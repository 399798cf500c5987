//! `unpack` — reconstruct a native directory tree from a CP/M disk image.
//!
//! Reads the directory sectors, folds extents into a per-user file map,
//! then for each file walks its block pointers in order, appending each
//! block's sectors to the destination file verbatim — including any
//! trailing `0x1A` EOF padding on the last sector, so the result round-trips
//! byte-for-byte back through `pack`.

use std::fs::{self, File};
use std::io::Write as _;
use std::path::PathBuf;

use anyhow::{Context, Result};
use clap::Parser;
use log::{info, LevelFilter};
use simplelog::{ColorChoice, Config, TermLogger, TerminalMode};

use fif_remote_disk::directory::Directory;
use fif_remote_disk::dpb::{self, Dpb, Interleave, SECTOR_SIZE};
use fif_remote_disk::extent::{Extent, EXTENT_SIZE};
use fif_remote_disk::image::ImageBacking;

const DEL_BYTE: u8 = 0xE5;

#[derive(Parser)]
#[command(name = "unpack")]
#[command(about = "Unpack a CP/M disk image into a native directory tree", long_about = None)]
struct Cli {
    /// Source image file.
    image: PathBuf,

    /// Destination directory; created if missing, must be empty.
    dest: PathBuf,

    /// Use the hard-disk shape instead of the 8" floppy shape.
    #[arg(long)]
    hdd: bool,

    #[arg(short, long, action = clap::ArgAction::Count)]
    verbose: u8,
}

fn main() -> Result<()> {
    let cli = Cli::parse();

    let level = match cli.verbose {
        0 => LevelFilter::Info,
        1 => LevelFilter::Debug,
        _ => LevelFilter::Trace,
    };
    TermLogger::init(level, Config::default(), TerminalMode::Stderr, ColorChoice::Auto)
        .context("failed to initialize logger")?;

    let dpb = if cli.hdd { Dpb::hdd() } else { Dpb::floppy_8in() };
    let interleave = Interleave::for_dpb(&dpb);
    let image = ImageBacking::open(&cli.image, dpb.clone()).context("opening source image")?;

    fs::create_dir_all(&cli.dest).context("creating destination directory")?;

    if dpb.boot_tracks > 0 {
        let first = image.read_sector(0, 1)?;
        if first[0] != DEL_BYTE {
            write_boot(&image, &dpb, &cli.dest)?;
            info!("wrote boot record to {}", cli.dest.join("$BOOT").display());
        }
    }

    let dirdata = read_directory_sectors(&image, &dpb, &interleave)?;
    let wide = dpb.wide_pointers();
    let extents: Vec<Extent> = dirdata
        .chunks_exact(EXTENT_SIZE)
        .map(|chunk| {
            let mut raw = [0u8; EXTENT_SIZE];
            raw.copy_from_slice(chunk);
            Extent::decode(&raw, wide)
        })
        .collect();

    let mut directory = Directory::new();
    directory.rebuild(&extents);

    let records_per_block = dpb.records_per_block() as u64;

    for user in 0u8..=15 {
        let files: Vec<_> = directory.files(user).collect();
        if files.is_empty() {
            continue;
        }
        let user_dir = cli.dest.join(user.to_string());
        fs::create_dir_all(&user_dir)?;

        for (name, rec) in files {
            let path = user_dir.join(name.display_trimmed());
            let mut file = File::create(&path)
                .with_context(|| format!("creating {}", path.display()))?;

            let mut remaining_records = rec.total_records;
            for &block in &rec.block_pointers {
                let r = remaining_records.min(records_per_block);
                remaining_records = remaining_records.saturating_sub(r);

                for s in 0..r {
                    let linear = block as i64 * records_per_block as i64 + s as i64;
                    let (track, sector) = dpb::track_sector_of_linear(&dpb, &interleave, linear);
                    let data = image.read_sector(track, sector)?;
                    file.write_all(&data)?;
                }
            }
            info!("wrote {}", path.display());
        }
    }

    Ok(())
}

fn write_boot(image: &ImageBacking, dpb: &Dpb, dest: &std::path::Path) -> Result<()> {
    let mut out = File::create(dest.join("$BOOT"))?;
    for track in 0..dpb.boot_tracks {
        for sector in 1..=dpb.sectors_per_track as u8 {
            let data = image.read_sector(track, sector)?;
            out.write_all(&data)?;
        }
    }
    Ok(())
}

fn read_directory_sectors(image: &ImageBacking, dpb: &Dpb, interleave: &Interleave) -> Result<Vec<u8>> {
    let mut out = Vec::with_capacity(dpb.directory_sectors() as usize * SECTOR_SIZE);
    for linear in 0..dpb.directory_sectors() as i64 {
        let (track, sector) = dpb::track_sector_of_linear(dpb, interleave, linear);
        out.extend_from_slice(&image.read_sector(track, sector)?);
    }
    Ok(out)
}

------------------------------------

**Work instructions:** Write out the data above again, word for word.

**Exercise solution:**
repository 399798cf500c5987
//! `unpack` — reconstruct a native directory tree from a CP/M disk image.
//!
//! Reads the directory sectors, folds extents into a per-user file map,
//! then for each file walks its block pointers in order, appending each
//! block's sectors to the destination file verbatim — including any
//! trailing `0x1A` EOF padding on the last sector, so the result round-trips
//! byte-for-byte back through `pack`.

use std::fs::{self, File};
use std::io::Write as _;
use std::path::PathBuf;

use anyhow::{Context, Result};
use clap::Parser;
use log::{info, LevelFilter};
use simplelog::{ColorChoice, Config, TermLogger, TerminalMode};

use fif_remote_disk::directory::Directory;
use fif_remote_disk::dpb::{self, Dpb, Interleave, SECTOR_SIZE};
use fif_remote_disk::extent::{Extent, EXTENT_SIZE};
use fif_remote_disk::image::ImageBacking;

const DEL_BYTE: u8 = 0xE5;

#[derive(Parser)]
#[command(name = "unpack")]
#[command(about = "Unpack a CP/M disk image into a native directory tree", long_about = None)]
struct Cli {
    /// Source image file.
    image: PathBuf,

    /// Destination directory; created if missing, must be empty.
    dest: PathBuf,

    /// Use the hard-disk shape instead of the 8" floppy shape.
    #[arg(long)]
    hdd: bool,

    #[arg(short, long, action = clap::ArgAction::Count)]
    verbose: u8,
}

fn main() -> Result<()> {
    let cli = Cli::parse();

    let level = match cli.verbose {
        0 => LevelFilter::Info,
        1 => LevelFilter::Debug,
        _ => LevelFilter::Trace,
    };
    TermLogger::init(level, Config::default(), TerminalMode::Stderr, ColorChoice::Auto)
        .context("failed to initialize logger")?;

    let dpb = if cli.hdd { Dpb::hdd() } else { Dpb::floppy_8in() };
    let interleave = Interleave::for_dpb(&dpb);
    let image = ImageBacking::open(&cli.image, dpb.clone()).context("opening source image")?;

    fs::create_dir_all(&cli.dest).context("creating destination directory")?;

    if dpb.boot_tracks > 0 {
        let first = image.read_sector(0, 1)?;
        if first[0] != DEL_BYTE {
            write_boot(&image, &dpb, &cli.dest)?;
            info!("wrote boot record to {}", cli.dest.join("$BOOT").display());
        }
    }

    let dirdata = read_directory_sectors(&image, &dpb, &interleave)?;
    let wide = dpb.wide_pointers();
    let extents: Vec<Extent> = dirdata
        .chunks_exact(EXTENT_SIZE)
        .map(|chunk| {
            let mut raw = [0u8; EXTENT_SIZE];
            raw.copy_from_slice(chunk);
            Extent::decode(&raw, wide)
        })
        .collect();

    let mut directory = Directory::new();
    directory.rebuild(&extents);

    let records_per_block = dpb.records_per_block() as u64;

    for user in 0u8..=15 {
        let files: Vec<_> = directory.files(user).collect();
        if files.is_empty() {
            continue;
        }
        let user_dir = cli.dest.join(user.to_string());
        fs::create_dir_all(&user_dir)?;

        for (name, rec) in files {
            let path = user_dir.join(name.display_trimmed());
            let mut file = File::create(&path)
                .with_context(|| format!("creating {}", path.display()))?;

            let mut remaining_records = rec.total_records;
            for &block in &rec.block_pointers {
                let r = remaining_records.min(records_per_block);
                remaining_records = remaining_records.saturating_sub(r);

                for s in 0..r {
                    let linear = block as i64 * records_per_block as i64 + s as i64;
                    let (track, sector) = dpb::track_sector_of_linear(&dpb, &interleave, linear);
                    let data = image.read_sector(track, sector)?;
                    file.write_all(&data)?;
                }
            }
            info!("wrote {}", path.display());
        }
    }

    Ok(())
}

fn write_boot(image: &ImageBacking, dpb: &Dpb, dest: &std::path::Path) -> Result<()> {
    let mut out = File::create(dest.join("$BOOT"))?;
    for track in 0..dpb.boot_tracks {
        for sector in 1..=dpb.sectors_per_track as u8 {
            let data = image.read_sector(track, sector)?;
            out.write_all(&data)?;
        }
    }
    Ok(())
}

fn read_directory_sectors(image: &ImageBacking, dpb: &Dpb, interleave: &Interleave) -> Result<Vec<u8>> {
    let mut out = Vec::with_capacity(dpb.directory_sectors() as usize * SECTOR_SIZE);
    for linear in 0..dpb.directory_sectors() as i64 {
        let (track, sector) = dpb::track_sector_of_linear(dpb, interleave, linear);
        out.extend_from_slice(&image.read_sector(track, sector)?);
    }
    Ok(out)
}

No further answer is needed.